> **Task objective**:
Lines below that hold the word "crate" must be copied in full.

> **Extracted records**:
☆ ☆ ☆ ☆ ☆
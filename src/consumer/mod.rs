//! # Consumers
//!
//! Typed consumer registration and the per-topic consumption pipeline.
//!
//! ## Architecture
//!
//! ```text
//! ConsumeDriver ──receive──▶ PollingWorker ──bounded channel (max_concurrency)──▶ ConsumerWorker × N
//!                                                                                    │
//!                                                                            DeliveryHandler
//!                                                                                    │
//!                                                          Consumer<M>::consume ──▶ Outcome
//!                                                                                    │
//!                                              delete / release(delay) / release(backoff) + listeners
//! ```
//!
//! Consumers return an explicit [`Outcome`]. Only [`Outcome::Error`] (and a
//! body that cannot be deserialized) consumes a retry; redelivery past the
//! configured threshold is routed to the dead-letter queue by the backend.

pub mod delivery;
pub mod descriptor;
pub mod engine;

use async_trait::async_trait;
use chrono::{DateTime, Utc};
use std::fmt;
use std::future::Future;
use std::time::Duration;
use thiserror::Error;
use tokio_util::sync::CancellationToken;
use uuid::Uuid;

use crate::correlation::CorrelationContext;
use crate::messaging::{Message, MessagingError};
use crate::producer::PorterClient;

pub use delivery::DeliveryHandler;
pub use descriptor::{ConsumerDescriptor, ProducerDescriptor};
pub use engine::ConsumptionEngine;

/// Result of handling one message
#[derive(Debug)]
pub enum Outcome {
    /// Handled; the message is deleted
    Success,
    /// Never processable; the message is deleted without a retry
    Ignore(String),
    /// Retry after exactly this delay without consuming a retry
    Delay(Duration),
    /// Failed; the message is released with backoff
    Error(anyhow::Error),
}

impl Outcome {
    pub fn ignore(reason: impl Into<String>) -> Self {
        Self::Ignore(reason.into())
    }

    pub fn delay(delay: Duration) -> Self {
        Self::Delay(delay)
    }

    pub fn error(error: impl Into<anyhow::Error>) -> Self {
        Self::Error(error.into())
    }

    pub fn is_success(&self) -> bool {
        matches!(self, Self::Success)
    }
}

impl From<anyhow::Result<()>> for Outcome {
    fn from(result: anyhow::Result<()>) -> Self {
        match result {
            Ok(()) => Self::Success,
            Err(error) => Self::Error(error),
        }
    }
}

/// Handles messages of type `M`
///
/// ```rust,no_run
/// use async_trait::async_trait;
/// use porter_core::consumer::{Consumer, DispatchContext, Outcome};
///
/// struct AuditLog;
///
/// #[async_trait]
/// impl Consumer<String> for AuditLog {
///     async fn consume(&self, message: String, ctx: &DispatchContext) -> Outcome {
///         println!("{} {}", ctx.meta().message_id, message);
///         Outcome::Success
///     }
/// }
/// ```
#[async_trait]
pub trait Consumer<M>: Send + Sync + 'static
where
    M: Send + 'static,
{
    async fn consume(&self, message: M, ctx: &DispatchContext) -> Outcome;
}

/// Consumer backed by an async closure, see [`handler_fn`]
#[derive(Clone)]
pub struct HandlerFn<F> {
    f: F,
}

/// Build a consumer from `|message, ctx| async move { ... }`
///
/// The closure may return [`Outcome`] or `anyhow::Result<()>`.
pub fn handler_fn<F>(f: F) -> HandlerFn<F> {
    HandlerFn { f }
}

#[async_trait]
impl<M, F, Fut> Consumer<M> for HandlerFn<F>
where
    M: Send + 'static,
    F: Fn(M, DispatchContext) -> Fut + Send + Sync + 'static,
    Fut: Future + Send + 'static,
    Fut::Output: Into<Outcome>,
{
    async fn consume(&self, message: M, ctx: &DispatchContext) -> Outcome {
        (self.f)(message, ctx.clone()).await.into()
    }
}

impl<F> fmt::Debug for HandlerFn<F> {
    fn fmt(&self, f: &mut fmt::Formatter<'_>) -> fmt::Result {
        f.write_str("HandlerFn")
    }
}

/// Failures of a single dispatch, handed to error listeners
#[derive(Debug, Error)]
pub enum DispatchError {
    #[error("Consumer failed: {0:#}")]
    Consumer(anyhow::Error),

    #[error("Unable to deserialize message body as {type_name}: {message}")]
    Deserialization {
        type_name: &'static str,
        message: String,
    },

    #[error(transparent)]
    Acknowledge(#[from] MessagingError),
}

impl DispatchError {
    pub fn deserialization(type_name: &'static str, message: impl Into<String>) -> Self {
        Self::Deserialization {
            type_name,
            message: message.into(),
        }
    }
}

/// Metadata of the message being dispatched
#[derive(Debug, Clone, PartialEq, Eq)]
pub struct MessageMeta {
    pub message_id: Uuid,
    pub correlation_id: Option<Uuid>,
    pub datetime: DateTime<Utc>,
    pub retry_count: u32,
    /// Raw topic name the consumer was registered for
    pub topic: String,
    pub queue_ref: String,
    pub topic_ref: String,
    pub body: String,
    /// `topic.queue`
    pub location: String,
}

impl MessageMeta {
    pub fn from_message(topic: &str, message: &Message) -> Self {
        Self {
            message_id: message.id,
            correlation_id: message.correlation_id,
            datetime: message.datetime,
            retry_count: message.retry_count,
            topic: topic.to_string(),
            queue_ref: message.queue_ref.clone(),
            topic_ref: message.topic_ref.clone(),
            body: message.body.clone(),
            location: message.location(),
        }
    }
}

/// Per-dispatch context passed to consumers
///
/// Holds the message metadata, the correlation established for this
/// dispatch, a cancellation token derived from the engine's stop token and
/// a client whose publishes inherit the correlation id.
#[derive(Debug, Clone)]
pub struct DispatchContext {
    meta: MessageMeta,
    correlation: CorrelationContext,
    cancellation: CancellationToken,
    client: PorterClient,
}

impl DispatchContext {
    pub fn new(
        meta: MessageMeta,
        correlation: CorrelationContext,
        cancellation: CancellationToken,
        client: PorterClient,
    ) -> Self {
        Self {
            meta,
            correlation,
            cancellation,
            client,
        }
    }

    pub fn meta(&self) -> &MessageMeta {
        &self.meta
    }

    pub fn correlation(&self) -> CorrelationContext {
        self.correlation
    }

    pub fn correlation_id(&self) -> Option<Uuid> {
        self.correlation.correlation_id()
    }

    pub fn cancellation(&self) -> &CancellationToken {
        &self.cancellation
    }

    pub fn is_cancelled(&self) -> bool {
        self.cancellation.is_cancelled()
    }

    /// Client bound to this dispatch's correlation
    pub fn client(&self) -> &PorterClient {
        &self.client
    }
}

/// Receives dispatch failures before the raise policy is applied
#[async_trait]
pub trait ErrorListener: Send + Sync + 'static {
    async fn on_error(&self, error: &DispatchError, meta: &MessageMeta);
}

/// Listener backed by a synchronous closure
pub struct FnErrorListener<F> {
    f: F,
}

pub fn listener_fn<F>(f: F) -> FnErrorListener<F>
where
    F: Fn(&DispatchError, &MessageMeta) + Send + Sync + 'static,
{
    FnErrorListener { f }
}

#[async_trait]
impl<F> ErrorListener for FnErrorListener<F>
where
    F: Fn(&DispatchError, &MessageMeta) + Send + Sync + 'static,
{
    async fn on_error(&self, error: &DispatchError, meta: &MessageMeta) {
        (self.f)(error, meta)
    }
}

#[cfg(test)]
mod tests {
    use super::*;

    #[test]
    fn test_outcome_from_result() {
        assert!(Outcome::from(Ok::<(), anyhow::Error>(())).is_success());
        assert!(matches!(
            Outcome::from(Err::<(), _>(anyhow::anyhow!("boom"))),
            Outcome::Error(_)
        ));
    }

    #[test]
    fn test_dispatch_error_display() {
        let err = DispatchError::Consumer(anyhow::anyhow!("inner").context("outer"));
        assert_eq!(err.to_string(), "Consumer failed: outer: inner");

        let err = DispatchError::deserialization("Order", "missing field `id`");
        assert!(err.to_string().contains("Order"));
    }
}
☆ ☆ ☆ ☆ ☆
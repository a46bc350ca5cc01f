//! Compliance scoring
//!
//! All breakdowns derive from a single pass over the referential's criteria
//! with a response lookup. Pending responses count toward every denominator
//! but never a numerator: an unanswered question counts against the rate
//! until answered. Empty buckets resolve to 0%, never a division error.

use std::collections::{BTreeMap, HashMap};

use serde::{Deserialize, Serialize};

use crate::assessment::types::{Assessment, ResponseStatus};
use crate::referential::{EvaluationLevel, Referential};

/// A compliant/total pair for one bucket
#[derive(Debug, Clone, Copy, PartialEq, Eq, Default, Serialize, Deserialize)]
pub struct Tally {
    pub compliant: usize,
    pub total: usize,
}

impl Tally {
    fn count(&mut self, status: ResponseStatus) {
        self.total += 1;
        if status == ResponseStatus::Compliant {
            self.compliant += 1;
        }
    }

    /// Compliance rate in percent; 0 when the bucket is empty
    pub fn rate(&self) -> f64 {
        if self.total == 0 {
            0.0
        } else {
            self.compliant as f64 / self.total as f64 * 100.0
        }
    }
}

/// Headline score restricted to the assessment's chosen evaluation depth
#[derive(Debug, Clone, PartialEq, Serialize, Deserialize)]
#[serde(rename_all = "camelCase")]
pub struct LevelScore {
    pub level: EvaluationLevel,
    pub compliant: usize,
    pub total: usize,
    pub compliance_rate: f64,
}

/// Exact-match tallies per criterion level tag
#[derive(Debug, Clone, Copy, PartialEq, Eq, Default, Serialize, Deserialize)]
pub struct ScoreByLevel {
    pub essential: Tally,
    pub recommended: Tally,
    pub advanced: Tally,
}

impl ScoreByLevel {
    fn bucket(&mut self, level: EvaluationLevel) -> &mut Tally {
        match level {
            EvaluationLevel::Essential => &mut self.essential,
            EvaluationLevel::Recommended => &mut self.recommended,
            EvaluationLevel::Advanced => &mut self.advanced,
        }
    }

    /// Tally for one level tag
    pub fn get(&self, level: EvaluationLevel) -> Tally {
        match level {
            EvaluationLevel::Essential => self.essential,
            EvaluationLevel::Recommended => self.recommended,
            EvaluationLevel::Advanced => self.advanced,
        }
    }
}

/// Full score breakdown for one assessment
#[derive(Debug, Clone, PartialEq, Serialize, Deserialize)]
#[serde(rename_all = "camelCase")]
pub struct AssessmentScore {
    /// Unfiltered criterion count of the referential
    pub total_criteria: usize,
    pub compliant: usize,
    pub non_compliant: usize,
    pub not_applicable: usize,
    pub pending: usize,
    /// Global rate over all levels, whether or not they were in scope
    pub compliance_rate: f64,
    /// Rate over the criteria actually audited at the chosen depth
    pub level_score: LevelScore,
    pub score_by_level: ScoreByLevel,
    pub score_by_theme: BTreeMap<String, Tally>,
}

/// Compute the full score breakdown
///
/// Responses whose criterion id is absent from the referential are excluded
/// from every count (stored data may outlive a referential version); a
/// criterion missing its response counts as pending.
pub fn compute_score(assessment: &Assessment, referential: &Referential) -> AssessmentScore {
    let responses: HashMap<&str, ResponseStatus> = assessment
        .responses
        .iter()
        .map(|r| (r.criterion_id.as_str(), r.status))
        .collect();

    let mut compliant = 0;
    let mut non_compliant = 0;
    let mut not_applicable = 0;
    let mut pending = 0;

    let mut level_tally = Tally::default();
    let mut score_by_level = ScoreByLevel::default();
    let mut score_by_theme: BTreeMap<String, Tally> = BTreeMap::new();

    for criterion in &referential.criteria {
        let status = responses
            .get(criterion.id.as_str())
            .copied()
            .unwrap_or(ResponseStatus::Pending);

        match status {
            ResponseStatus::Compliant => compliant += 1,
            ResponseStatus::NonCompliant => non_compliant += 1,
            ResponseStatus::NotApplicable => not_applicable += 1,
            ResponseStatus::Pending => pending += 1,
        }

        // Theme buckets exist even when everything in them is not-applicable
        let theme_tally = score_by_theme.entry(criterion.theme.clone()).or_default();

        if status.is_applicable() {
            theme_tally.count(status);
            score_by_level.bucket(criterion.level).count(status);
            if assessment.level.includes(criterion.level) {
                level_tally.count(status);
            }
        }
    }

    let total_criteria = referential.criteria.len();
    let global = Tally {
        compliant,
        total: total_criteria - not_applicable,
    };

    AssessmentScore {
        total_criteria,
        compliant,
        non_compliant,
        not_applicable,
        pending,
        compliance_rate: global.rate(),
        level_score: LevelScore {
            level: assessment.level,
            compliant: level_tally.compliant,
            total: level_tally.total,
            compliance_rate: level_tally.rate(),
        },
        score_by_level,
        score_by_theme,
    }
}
☆ ☆ ☆ ☆ ☆
> **Completed task**:
use crate::correlation::CorrelationContext;
use crate::messaging::{Message, MessagingError};
use crate::producer::PorterClient;
use crate::assessment::types::{Assessment, ResponseStatus};
use crate::referential::{EvaluationLevel, Referential};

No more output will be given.